Se ci limitassimo a guardare i dati in nostro possesso, non saremmo noi l’elemento più fragile: persino mentre leggiamo queste parole si stanno estinguendo specie animali e vegetali, la cui scomparsa passa in sordina. L’ultimo dichiarato ufficialmente estinto – il primo del 2020 – è il pesce spatola cinese, dopo 17 anni di non-avvistamenti, a causa dell’inquinamento e dello sfruttamento irresponsabile delle risorse che hanno reso il suo habitat (le acque dolci di alcuni fiumi e laghi cinesi) non più vivibile.

Ma AstroLuca ha perfettamente ragione nell’affermare che non è detto che nel futuro della vita ci sia l’uomo. Anche dal punto di vista biblico questa affermazione è, nella sua verità, tanto sconvolgente quanto reale. Nei racconti della creazione l’uomo arriva come completezza, pienezza, non perché tutto il resto della creazione abbia meno valore, ma perché, essendo immagine di Dio, ha una responsabilità più grande su tutto il resto, depositario di una cura e di un amore che Dio stesso esercita attraverso di lui. Di conseguenza, nel momento in cui questa cura viene meno, non solo la creazione viene abbandonata, svalutata, distrutta, ma l’uomo stesso perde la sua umanità, la cui cifra è proprio quell’essere a immagine di Dio.
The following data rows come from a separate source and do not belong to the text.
//! Activities known to the registry. Ping, file sharing and text documents run in-process;
//! everything else is an external command bound in the `[external]` config section.

mod external;
mod ping;
mod share;
mod text_files;

use std::sync::Arc;

use crate::config::Config;
use crate::lifecycle::Running;
use crate::registry::TaskRegistry;
use crate::sender::FileSender;

pub use external::ExternalActivity;
pub use ping::PingActivity;
pub use share::ShareActivity;
pub use text_files::TextFilesActivity;

pub const PING_TARGET_IPS: &str = "ping_target_ips";
pub const SHARE_FILES: &str = "share_files_with_network";
pub const CREATE_TEXT_FILES: &str = "create_text_files";

/// Task names served by external commands.
pub const EXTERNAL_TASKS: [&str; 8] = [
    "browse_websites",
    "watch_youtube",
    "download_media",
    "ftp_operations",
    "send_smtp_email",
    "ssh_operations",
    "run_random_applications",
    "imap_operations",
];

/// Build the fixed task table. In-process activities always rotate in random mode;
/// external ones only when bound and enabled.
pub fn build_registry(config: Arc<Config>, running: Running) -> TaskRegistry {
    let mut reg = TaskRegistry::new();
    reg.register(
        CREATE_TEXT_FILES,
        Arc::new(TextFilesActivity::new(config.clone(), running.clone())),
        true,
    );
    reg.register(
        SHARE_FILES,
        Arc::new(ShareActivity::new(
            config.clone(),
            FileSender::tcp(config.file_share_port),
            running.clone(),
        )),
        true,
    );
    reg.register(
        PING_TARGET_IPS,
        Arc::new(PingActivity::new(config.clone(), running.clone())),
        true,
    );
    for name in EXTERNAL_TASKS {
        let binding = config.external.get(name).cloned();
        let in_rotation = binding.as_ref().map_or(false, |b| b.enabled);
        reg.register(name, Arc::new(ExternalActivity::new(name, binding)), in_rotation);
    }
    reg
}
//! File-share activity: send one local text document to a few peers.

use std::net::{Ipv4Addr, SocketAddr};
use std::path::{Path, PathBuf};
use std::sync::Arc;
use std::time::Duration;

use anyhow::Context;
use async_trait::async_trait;
use rand::seq::SliceRandom;
use sha2::{Digest, Sha256};
use tokio::io::AsyncReadExt;
use tracing::{debug, info, warn};
use ubs_core::plan::{fallback_targets, sample_targets, TARGET_GAP_SECS};
use ubs_core::wire::CHUNK_SIZE;
use ubs_core::{SharePolicy, Targets};
use uuid::Uuid;

use crate::artifacts::{self, Direction, TransferRecord};
use crate::config::{desktop_dir, Config};
use crate::lifecycle::Running;
use crate::probe::Prober;
use crate::registry::Activity;
use crate::sender::{Backoff, Connector, FileSender, DEFAULT_MAX_RETRIES};

pub struct ShareActivity<P, C, B> {
    config: Arc<Config>,
    sender: FileSender<P, C, B>,
    running: Running,
    policy: SharePolicy,
    /// Directories searched for `.txt` files to share.
    search_dirs: Vec<PathBuf>,
}

impl<P: Prober, C: Connector, B: Backoff> ShareActivity<P, C, B> {
    pub fn new(config: Arc<Config>, sender: FileSender<P, C, B>, running: Running) -> Self {
        let search_dirs = vec![config.save_paths.text_files(), desktop_dir()];
        Self {
            config,
            sender,
            running,
            policy: SharePolicy::default(),
            search_dirs,
        }
    }

    #[cfg(test)]
    fn with_search_dirs(mut self, dirs: Vec<PathBuf>) -> Self {
        self.search_dirs = dirs;
        self
    }

    /// Candidate peers. From an enabled range only addresses answering a probe
    /// qualify; if none answer, the configured targets are used.
    async fn candidates(&self) -> Vec<Ipv4Addr> {
        let targets = self.config.ip_range.targets(&self.config.target_ips);
        let range = match targets {
            Targets::Range(range) => range,
            Targets::Configured(v) => return v,
            Targets::Fallback(e, v) => {
                warn!(error = %e, "ip range unusable; sharing with configured targets");
                return v;
            }
        };
        let sample = sample_targets(&mut rand::thread_rng(), &range, self.policy.probe_sample);
        debug!(range = range.len(), probing = sample.len(), "checking which range addresses respond");
        let mut available = Vec::new();
        for ip in sample {
            if self.sender.prober().probe(ip).await {
                available.push(ip);
            }
        }
        if available.is_empty() {
            info!("no range address responded; using configured targets");
            self.config.target_ips.clone()
        } else {
            info!(available = available.len(), "found responding addresses");
            available
        }
    }

    async fn pick_file(&self) -> Option<PathBuf> {
        let mut files = Vec::new();
        for dir in &self.search_dirs {
            let Ok(mut entries) = tokio::fs::read_dir(dir).await else {
                continue;
            };
            while let Ok(Some(entry)) = entries.next_entry().await {
                let path = entry.path();
                let is_file = entry.file_type().await.map_or(false, |t| t.is_file());
                if is_file && path.extension().map_or(false, |e| e == "txt") {
                    files.push(path);
                }
            }
        }
        files.choose(&mut rand::thread_rng()).cloned()
    }

    /// Send to one peer and leave a transfer log either way.
    async fn send_to(&self, ip: Ipv4Addr, file: &Path, size: u64, digest: [u8; 32]) -> bool {
        let ok = self.sender.send(ip, file, DEFAULT_MAX_RETRIES).await;
        let record = TransferRecord {
            id: Uuid::new_v4(),
            direction: Direction::Sent,
            peer: SocketAddr::from((ip, self.config.file_share_port)).to_string(),
            filename: file
                .file_name()
                .map(|n| n.to_string_lossy().into_owned())
                .unwrap_or_default(),
            expected: size,
            transferred: if ok { size } else { 0 },
            outcome: if ok { "complete" } else { "failed" }.to_string(),
            sha256: Some(digest),
        };
        if let Err(e) = artifacts::write_transfer_log(&self.config.save_paths.transfer_logs(), &record).await {
            warn!(error = %e, "cannot write transfer log");
        }
        ok
    }
}

/// Size and SHA-256 of the file at `path`, read in `CHUNK_SIZE` pieces.
async fn digest_file(path: &Path) -> std::io::Result<(u64, [u8; 32])> {
    let mut file = tokio::fs::File::open(path).await?;
    let mut hasher = Sha256::new();
    let mut buf = vec![0u8; CHUNK_SIZE];
    let mut size = 0u64;
    loop {
        let n = file.read(&mut buf).await?;
        if n == 0 {
            break;
        }
        hasher.update(&buf[..n]);
        size += n as u64;
    }
    Ok((size, hasher.finalize().into()))
}

#[async_trait]
impl<P: Prober, C: Connector, B: Backoff> Activity for ShareActivity<P, C, B> {
    async fn run(&self) -> anyhow::Result<()> {
        let candidates = self.candidates().await;
        let Some(file) = self.pick_file().await else {
            info!("no text files available to share");
            return Ok(());
        };
        let (size, digest) = digest_file(&file)
            .await
            .with_context(|| format!("reading {}", file.display()))?;
        info!(file = %file.display(), candidates = candidates.len(), "sharing file");

        let selected = sample_targets(&mut rand::thread_rng(), &candidates, self.policy.max_targets);
        let mut successes = 0;
        for ip in &selected {
            if !self.running.is_set() {
                return Ok(());
            }
            if self.send_to(*ip, &file, size, digest).await {
                successes += 1;
                if successes >= self.policy.enough {
                    break;
                }
            }
            let gap = TARGET_GAP_SECS.pick(&mut rand::thread_rng());
            if !self.running.pause(Duration::from_secs(gap)).await {
                return Ok(());
            }
        }

        if successes == 0 {
            let fallback = fallback_targets(&self.config.target_ips, &selected, self.policy.fallback_targets);
            if !fallback.is_empty() {
                warn!(tried = selected.len(), "sharing failed to every target; trying fallbacks");
            }
            for ip in fallback {
                if !self.running.is_set() {
                    break;
                }
                if self.send_to(ip, &file, size, digest).await {
                    successes += 1;
                    break;
                }
            }
        }
        info!(successes, "file sharing finished");
        Ok(())
    }
}

#[cfg(test)]
mod tests {
    use super::*;
    use crate::lifecycle::RunningFlag;
    use crate::sender::tests::{timed_out, CountingBackoff, ScriptedConnector, ScriptedProber};
    use std::collections::HashSet;
    use std::sync::atomic::Ordering;

    type Mocked = ShareActivity<ScriptedProber, ScriptedConnector, CountingBackoff>;

    fn ip(d: u8) -> Ipv4Addr {
        Ipv4Addr::new(10, 0, 0, d)
    }

    struct Fixture {
        dir: tempfile::TempDir,
        config: Config,
    }

    impl Fixture {
        fn new() -> Self {
            let dir = tempfile::tempdir().unwrap();
            let docs = dir.path().join("docs");
            std::fs::create_dir_all(&docs).unwrap();
            std::fs::write(docs.join("note.txt"), b"shared text").unwrap();
            std::fs::write(docs.join("image.png"), b"not shared").unwrap();
            let mut config = Config::default();
            config.save_paths.text_files = Some(docs);
            config.save_paths.transfer_logs = Some(dir.path().join("logs"));
            Self { dir, config }
        }

        fn activity(
            &self,
            flag: &RunningFlag,
            prober: ScriptedProber,
            connector: ScriptedConnector,
        ) -> Mocked {
            let sender = FileSender::new(prober, connector, CountingBackoff::default(), 8888);
            ShareActivity::new(Arc::new(self.config.clone()), sender, flag.view())
                .with_search_dirs(vec![self.dir.path().join("docs")])
        }

        fn logs(&self) -> usize {
            std::fs::read_dir(self.dir.path().join("logs"))
                .map(|d| d.count())
                .unwrap_or(0)
        }
    }

    #[tokio::test]
    async fn digest_matches_whole_file() {
        let dir = tempfile::tempdir().unwrap();
        let body: Vec<u8> = (0..10_000u32).map(|i| (i % 241) as u8).collect();
        let path = dir.path().join("big.txt");
        std::fs::write(&path, &body).unwrap();
        let (size, digest) = digest_file(&path).await.unwrap();
        assert_eq!(size, body.len() as u64);
        assert_eq!(digest, <[u8; 32]>::from(Sha256::digest(&body)));
    }

    #[tokio::test(start_paused = true)]
    async fn stops_after_two_successes() {
        let mut fx = Fixture::new();
        fx.config.target_ips = (1..=6).map(ip).collect();
        let flag = RunningFlag::raised();
        let all: Vec<_> = fx.config.target_ips.clone();
        let activity = fx.activity(
            &flag,
            ScriptedProber::all_up(&all),
            ScriptedConnector::new(&all, timed_out),
        );
        activity.run().await.unwrap();
        assert_eq!(activity.sender.connector().attempts().len(), 2);
        assert_eq!(fx.logs(), 2);
    }

    #[tokio::test(start_paused = true)]
    async fn falls_back_to_untried_targets() {
        let mut fx = Fixture::new();
        fx.config.target_ips = (1..=6).map(ip).collect();
        let flag = RunningFlag::raised();
        let all: Vec<_> = fx.config.target_ips.clone();
        let activity = fx.activity(
            &flag,
            ScriptedProber::all_up(&all),
            ScriptedConnector::new(&[], timed_out),
        );
        activity.run().await.unwrap();
        let attempts = activity.sender.connector().attempts();
        // five sampled targets plus the one left over, three tries each
        assert_eq!(attempts.len(), 18);
        assert_eq!(attempts.iter().collect::<HashSet<_>>().len(), 6);
        assert_eq!(fx.logs(), 6);
    }

    #[tokio::test(start_paused = true)]
    async fn range_uses_responding_addresses() {
        let mut fx = Fixture::new();
        fx.config.ip_range.enabled = true;
        fx.config.ip_range.start_ip = ip(1);
        fx.config.ip_range.end_ip = ip(10);
        let flag = RunningFlag::raised();
        let activity = fx.activity(
            &flag,
            ScriptedProber::all_up(&[ip(3)]),
            ScriptedConnector::new(&[ip(3)], timed_out),
        );
        activity.run().await.unwrap();
        assert_eq!(activity.sender.connector().attempts(), vec![ip(3)]);
        // ten range probes plus the one before connecting
        assert_eq!(activity.sender.prober().calls.load(Ordering::SeqCst), 11);
    }

    #[tokio::test(start_paused = true)]
    async fn silent_range_falls_back_to_configured() {
        let mut fx = Fixture::new();
        fx.config.ip_range.enabled = true;
        fx.config.ip_range.start_ip = ip(1);
        fx.config.ip_range.end_ip = ip(10);
        let configured = Ipv4Addr::new(192, 168, 1, 100);
        fx.config.target_ips = vec![configured];
        let flag = RunningFlag::raised();
        let activity = fx.activity(
            &flag,
            ScriptedProber::all_up(&[configured]),
            ScriptedConnector::new(&[configured], timed_out),
        );
        activity.run().await.unwrap();
        assert_eq!(activity.sender.connector().attempts(), vec![configured]);
    }

    #[tokio::test(start_paused = true)]
    async fn nothing_to_share() {
        let fx = Fixture::new();
        std::fs::remove_file(fx.dir.path().join("docs").join("note.txt")).unwrap();
        let flag = RunningFlag::raised();
        let activity = fx.activity(
            &flag,
            ScriptedProber::all_up(&fx.config.target_ips),
            ScriptedConnector::new(&fx.config.target_ips, timed_out),
        );
        activity.run().await.unwrap();
        assert!(activity.sender.connector().attempts().is_empty());
        assert_eq!(fx.logs(), 0);
    }
}
//! Framing: `<filename>|<size>` text header, then exactly `size` raw payload bytes.
//! One connection carries one file. The header has no length prefix; the receiver
//! reads at most `HEADER_BUF_LEN` bytes and splits on the first `'|'`.

const DELIMITER: u8 = b'|';
const MAX_SIZE_DIGITS: usize = 20; // u64::MAX has 20 decimal digits

/// Receiver reads the header with a single read into a buffer of this size.
pub const HEADER_BUF_LEN: usize = 1024;
/// Payload is written and read in chunks of at most this many bytes.
pub const CHUNK_SIZE: usize = 4096;

/// Filename and payload size announced before the byte stream.
#[derive(Debug, Clone, PartialEq, Eq)]
pub struct TransferHeader {
    pub filename: String,
    pub size: u64,
}

impl TransferHeader {
    /// Build a header, rejecting names the receiver could not parse or store.
    pub fn new(filename: impl Into<String>, size: u64) -> Result<Self, HeaderError> {
        let filename = filename.into();
        if filename.as_bytes().contains(&DELIMITER) {
            return Err(HeaderError::DelimiterInName(filename));
        }
        check_name(&filename)?;
        Ok(Self { filename, size })
    }
}

/// Encode the header as a single UTF-8 text message.
pub fn encode_header(header: &TransferHeader) -> Result<Vec<u8>, HeaderError> {
    if header.filename.as_bytes().contains(&DELIMITER) {
        return Err(HeaderError::DelimiterInName(header.filename.clone()));
    }
    let out = format!("{}|{}", header.filename, header.size).into_bytes();
    if out.len() > HEADER_BUF_LEN {
        return Err(HeaderError::TooLong(out.len()));
    }
    Ok(out)
}

/// Decode a header from the first read of a connection. Returns the header and the
/// number of bytes consumed; anything after that is the start of the payload.
pub fn decode_header(bytes: &[u8]) -> Result<(TransferHeader, usize), HeaderError> {
    let bytes = &bytes[..bytes.len().min(HEADER_BUF_LEN)];
    let split = bytes
        .iter()
        .position(|&b| b == DELIMITER)
        .ok_or(HeaderError::MissingDelimiter)?;
    let filename = std::str::from_utf8(&bytes[..split]).map_err(|_| HeaderError::InvalidUtf8)?;
    check_name(filename)?;

    let rest = &bytes[split + 1..];
    let digits = rest.iter().take_while(|b| b.is_ascii_digit()).count();
    if digits == 0 || digits > MAX_SIZE_DIGITS {
        return Err(HeaderError::InvalidSize(preview(rest)));
    }
    // digits are ASCII, so this slice is valid UTF-8
    let size = std::str::from_utf8(&rest[..digits])
        .ok()
        .and_then(|s| s.parse::<u64>().ok())
        .ok_or_else(|| HeaderError::InvalidSize(preview(rest)))?;

    Ok((
        TransferHeader {
            filename: filename.to_string(),
            size,
        },
        split + 1 + digits,
    ))
}

fn check_name(name: &str) -> Result<(), HeaderError> {
    let unsafe_name = name.is_empty()
        || name == "."
        || name == ".."
        || name.contains(['/', '\\', '\0']);
    if unsafe_name {
        return Err(HeaderError::UnsafeName(name.to_string()));
    }
    Ok(())
}

fn preview(bytes: &[u8]) -> String {
    String::from_utf8_lossy(&bytes[..bytes.len().min(32)]).into_owned()
}

/// Error encoding or decoding a transfer header.
#[derive(Debug, Clone, PartialEq, Eq, thiserror::Error)]
pub enum HeaderError {
    #[error("header has no '|' delimiter")]
    MissingDelimiter,
    #[error("filename {0:?} contains the '|' delimiter")]
    DelimiterInName(String),
    #[error("filename is not valid UTF-8")]
    InvalidUtf8,
    #[error("filename {0:?} is not a plain file name")]
    UnsafeName(String),
    #[error("invalid size field {0:?}")]
    InvalidSize(String),
    #[error("header of {0} bytes exceeds the receive buffer")]
    TooLong(usize),
}
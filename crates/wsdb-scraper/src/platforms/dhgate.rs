//! DHgate search results and product pages.

use std::sync::{Arc, LazyLock};

use regex::Regex;
use wsdb_core::{AppConfig, ListingStub};

use super::{
    card_image, card_link, card_stub, generic_detail, merge_missing, search_page_url,
    section_after, split_cards, split_packaging, tiers_from_text, MarketplaceAdapter,
    MarketplaceProfile, PlatformAdapter,
};
use crate::error::ScraperError;
use crate::extract::{all_capture_text, extract_attr, first_capture_text};
use crate::types::RawDetail;

pub const PLATFORM_ID: &str = "dhgate";

const DEFAULT_BASE_URL: &str = "https://www.dhgate.com";

const CARD_MARKER: &str = r#"class="gitem""#;

static LINK_RE: LazyLock<Regex> =
    LazyLock::new(|| Regex::new(r#"href="([^"]*/product/[^"]+)""#).expect("valid regex"));
static CARD_TITLE_RE: LazyLock<Regex> = LazyLock::new(|| {
    Regex::new(r#"(?is)class="[^"]*\bgitem-title\b[^"]*"[^>]*>(.*?)</(?:a|h3|div|p)>"#)
        .expect("valid regex")
});
static CARD_PRICE_RE: LazyLock<Regex> = LazyLock::new(|| {
    Regex::new(r#"(?is)class="[^"]*\bprice\b[^"]*"[^>]*>(.*?)</(?:div|p)>"#).expect("valid regex")
});

static DETAIL_ANCHOR_RE: LazyLock<Regex> =
    LazyLock::new(|| Regex::new(r"(?is)<h1\b[^>]*>\s*[^<\s]").expect("valid regex"));
static TITLE_RE: LazyLock<Regex> =
    LazyLock::new(|| Regex::new(r"(?is)<h1\b[^>]*>(.*?)</h1>").expect("valid regex"));
static PRICE_RANGE_RE: LazyLock<Regex> = LazyLock::new(|| {
    Regex::new(r#"(?is)class="[^"]*\bprice-range\b[^"]*"[^>]*>(.*?)</(?:div|p)>"#)
        .expect("valid regex")
});
static TIER_QTY_RE: LazyLock<Regex> = LazyLock::new(|| {
    Regex::new(r#"(?is)class="[^"]*\bwprice-qty\b[^"]*"[^>]*>(.*?)</"#).expect("valid regex")
});
static TIER_PRICE_RE: LazyLock<Regex> = LazyLock::new(|| {
    Regex::new(r#"(?is)class="[^"]*\bwprice-price\b[^"]*"[^>]*>(.*?)</"#).expect("valid regex")
});
static MOQ_RE: LazyLock<Regex> = LazyLock::new(|| {
    Regex::new(r#"(?is)class="[^"]*\bmin-order\b[^"]*"[^>]*>(.*?)</(?:div|p|span)>"#)
        .expect("valid regex")
});
static STORE_NAME_RE: LazyLock<Regex> = LazyLock::new(|| {
    Regex::new(r#"(?is)class="[^"]*\bstore-name\b[^"]*"[^>]*>(.*?)</(?:a|div|span)>"#)
        .expect("valid regex")
});
static SOLD_RE: LazyLock<Regex> = LazyLock::new(|| {
    Regex::new(r"(?i)(\d[\d,.]*\s*[kw]?\+?)\s*(?:sold|orders)\b").expect("valid regex")
});
static LIST_ITEM_RE: LazyLock<Regex> =
    LazyLock::new(|| Regex::new(r"(?is)<li\b[^>]*>(.*?)</li>").expect("valid regex"));

pub struct DhgateProfile {
    base_url: String,
}

impl DhgateProfile {
    #[must_use]
    pub fn with_base_url(base_url: &str) -> Self {
        Self {
            base_url: base_url.trim_end_matches('/').to_owned(),
        }
    }
}

impl Default for DhgateProfile {
    fn default() -> Self {
        Self::with_base_url(DEFAULT_BASE_URL)
    }
}

/// # Errors
///
/// Never fails; the signature matches the other built-in factories.
#[allow(clippy::unnecessary_wraps)]
pub fn adapter(
    config: &AppConfig,
    fetcher: Arc<crate::fetch::Fetcher>,
) -> Result<Arc<dyn PlatformAdapter>, ScraperError> {
    Ok(Arc::new(MarketplaceAdapter::new(
        DhgateProfile::default(),
        fetcher,
        config.headless_default,
    )))
}

impl MarketplaceProfile for DhgateProfile {
    fn id(&self) -> &'static str {
        PLATFORM_ID
    }

    fn search_url(&self, query: &str, page: usize) -> String {
        let page = page.to_string();
        search_page_url(
            &self.base_url,
            "/wholesale/search.do",
            &[("searchkey", query), ("pageNum", &page)],
        )
    }

    fn parse_search(&self, html: &str, page_url: &str) -> Vec<ListingStub> {
        split_cards(html, CARD_MARKER)
            .into_iter()
            .filter_map(|card| {
                let url = card_link(card, &LINK_RE, page_url)?;
                let title = first_capture_text(card, &CARD_TITLE_RE).or_else(|| {
                    let start = card.find("<a")?;
                    extract_attr(&card[start..], "title")
                });
                let price = first_capture_text(card, &CARD_PRICE_RE);
                Some(card_stub(PLATFORM_ID, url, title, price, card_image(card), page_url))
            })
            .collect()
    }

    fn detail_anchor(&self) -> &Regex {
        &DETAIL_ANCHOR_RE
    }

    fn parse_detail(&self, html: &str, _page_url: &str) -> RawDetail {
        let tier_rows: Vec<(String, String)> = split_cards(html, r#"class="wprice-item""#)
            .into_iter()
            .filter_map(|row| {
                Some((
                    first_capture_text(row, &TIER_QTY_RE)?,
                    first_capture_text(row, &TIER_PRICE_RE)?,
                ))
            })
            .collect();

        let gallery: Vec<String> = split_cards(html, r#"class="img-item""#)
            .into_iter()
            .filter_map(card_image)
            .collect();

        let protections = section_after(html, r#"class="buyer-protection""#, 4000)
            .map(|section| all_capture_text(section, &LIST_ITEM_RE))
            .unwrap_or_default();

        let mut raw = RawDetail {
            title: first_capture_text(html, &TITLE_RE),
            price_text: first_capture_text(html, &PRICE_RANGE_RE),
            price_tiers: tiers_from_text(&tier_rows),
            moq_text: first_capture_text(html, &MOQ_RE),
            supplier_name: first_capture_text(html, &STORE_NAME_RE),
            supplier_logo: section_after(html, r#"class="store-logo""#, 1000).and_then(card_image),
            hero_image: gallery.first().cloned(),
            gallery,
            protections,
            sold_count: SOLD_RE
                .captures(html)
                .and_then(|c| c.get(1))
                .map(|m| m.as_str().trim().to_owned()),
            debug_source: Some("dhgate-html".to_owned()),
            ..RawDetail::default()
        };
        raw = merge_missing(raw, generic_detail(html));
        split_packaging(&mut raw);
        raw
    }
}
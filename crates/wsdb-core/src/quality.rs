//! Completeness classification for [`DetailRecord`]s.
//!
//! Completeness is data, not an error: the audit sweep uses the class to
//! decide what to re-fetch, and nothing in the pipeline fails because a
//! record is weak.

use serde::{Deserialize, Serialize};

use crate::detail::DetailRecord;

#[derive(Debug, Clone, Copy, PartialEq, Eq, PartialOrd, Ord, Hash, Serialize, Deserialize)]
#[serde(rename_all = "lowercase")]
pub enum QualityClass {
    Weak,
    Acceptable,
    Correct,
}

impl std::fmt::Display for QualityClass {
    fn fmt(&self, f: &mut std::fmt::Formatter<'_>) -> std::fmt::Result {
        match self {
            QualityClass::Weak => write!(f, "weak"),
            QualityClass::Acceptable => write!(f, "acceptable"),
            QualityClass::Correct => write!(f, "correct"),
        }
    }
}

/// Thresholds driving [`classify`].
#[derive(Debug, Clone, Copy, PartialEq, Eq, Serialize, Deserialize)]
pub struct ClassificationConfig {
    /// Attribute count at or above which a record can be `correct`.
    pub min_attributes_for_correct: usize,
    /// Whether `correct` additionally requires at least one price tier.
    pub require_tier_for_correct: bool,
    /// When `true`, a record is weak only if attributes, tiers, hero image
    /// and supplier name are all absent. When `false`, a supplier name alone
    /// no longer lifts a record out of `weak`.
    pub weak_requires_all_empty: bool,
}

impl Default for ClassificationConfig {
    fn default() -> Self {
        Self {
            min_attributes_for_correct: 5,
            require_tier_for_correct: true,
            weak_requires_all_empty: true,
        }
    }
}

/// Classifies a record as `weak`, `acceptable`, or `correct`.
///
/// Checks run weakest-first so a record that satisfies the weak rule is never
/// reported as anything better.
#[must_use]
pub fn classify(record: &DetailRecord, config: &ClassificationConfig) -> QualityClass {
    let has_core_signal =
        record.attribute_count() > 0 || record.tier_count() > 0 || record.has_hero_image();

    let weak = if config.weak_requires_all_empty {
        !has_core_signal && !record.has_supplier_name()
    } else {
        !has_core_signal
    };
    if weak {
        return QualityClass::Weak;
    }

    let enough_attributes = record.attribute_count() >= config.min_attributes_for_correct;
    let tier_ok = !config.require_tier_for_correct || record.tier_count() > 0;
    if enough_attributes && tier_ok {
        return QualityClass::Correct;
    }

    QualityClass::Acceptable
}

/// Classifies an optional stored record; a missing record is weak.
#[must_use]
pub fn classify_stored(record: Option<&DetailRecord>, config: &ClassificationConfig) -> QualityClass {
    record.map_or(QualityClass::Weak, |r| classify(r, config))
}

#[cfg(test)]
mod tests {
    use rust_decimal::Decimal;

    use super::*;
    use crate::detail::{Attribute, PriceTier, Supplier};

    fn empty_record() -> DetailRecord {
        DetailRecord {
            title: "Silicone spatula".to_owned(),
            price_text: Some("$5-10".to_owned()),
            price_tiers: Vec::new(),
            moq_text: None,
            attributes: Vec::new(),
            packaging: Vec::new(),
            protections: Vec::new(),
            supplier: Supplier::default(),
            hero_image: None,
            gallery: Vec::new(),
            sold_count: None,
        }
    }

    fn attr(label: &str) -> Attribute {
        Attribute {
            label: label.to_owned(),
            value: "x".to_owned(),
        }
    }

    #[test]
    fn all_empty_record_is_weak_even_with_price_text() {
        let record = empty_record();
        assert_eq!(
            classify(&record, &ClassificationConfig::default()),
            QualityClass::Weak
        );
    }

    #[test]
    fn one_attribute_flips_weak_to_acceptable() {
        let mut record = empty_record();
        record.attributes.push(attr("Material"));
        assert_eq!(
            classify(&record, &ClassificationConfig::default()),
            QualityClass::Acceptable
        );
    }

    #[test]
    fn supplier_name_alone_is_not_weak_under_all_empty_rule() {
        let mut record = empty_record();
        record.supplier.name = Some("Yiwu Trading Co.".to_owned());
        assert_eq!(
            classify(&record, &ClassificationConfig::default()),
            QualityClass::Acceptable
        );
    }

    #[test]
    fn supplier_name_alone_is_weak_when_all_empty_rule_disabled() {
        let mut record = empty_record();
        record.supplier.name = Some("Yiwu Trading Co.".to_owned());
        let config = ClassificationConfig {
            weak_requires_all_empty: false,
            ..ClassificationConfig::default()
        };
        assert_eq!(classify(&record, &config), QualityClass::Weak);
    }

    #[test]
    fn correct_requires_min_attributes_and_tier() {
        let mut record = empty_record();
        record.attributes = (0..5).map(|i| attr(&format!("a{i}"))).collect();
        assert_eq!(
            classify(&record, &ClassificationConfig::default()),
            QualityClass::Acceptable
        );

        record.price_tiers.push(PriceTier {
            min: 1,
            max: None,
            price: Decimal::new(499, 2),
        });
        assert_eq!(
            classify(&record, &ClassificationConfig::default()),
            QualityClass::Correct
        );
    }

    #[test]
    fn tier_requirement_can_be_disabled() {
        let mut record = empty_record();
        record.attributes = (0..3).map(|i| attr(&format!("a{i}"))).collect();
        let config = ClassificationConfig {
            min_attributes_for_correct: 3,
            require_tier_for_correct: false,
            weak_requires_all_empty: true,
        };
        assert_eq!(classify(&record, &config), QualityClass::Correct);
    }

    #[test]
    fn missing_stored_record_is_weak() {
        assert_eq!(
            classify_stored(None, &ClassificationConfig::default()),
            QualityClass::Weak
        );
    }

    #[test]
    fn quality_classes_order_weakest_first() {
        assert!(QualityClass::Weak < QualityClass::Acceptable);
        assert!(QualityClass::Acceptable < QualityClass::Correct);
    }
}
È per questo che forse siamo davvero l’elemento più fragile di questa Terra: venendo meno alla nostra chiamata a riconoscere e custodire tutte le altre forme in cui la vita si manifesta, e da cui dipendiamo, perdiamo proprio la nostra essenza di esseri umani, ormai non più capaci di vivere per quello che siamo né di guardare a noi stessi, alla nostra originalità e alle nostre differenze con lo stesso sguardo di cura e di amore che ci è dato da Dio, arrivando a distruggerci addirittura tra di noi. Forse avremmo bisogno tutti di osservare, almeno per una volta, le immagini del nostro pianeta scattate dalla Stazione spaziale internazionale, dove non si vedono confini, ma solo preziosità e bellezza, per renderci conto della nostra fragilità, ma ancora di più della nostra responsabilità.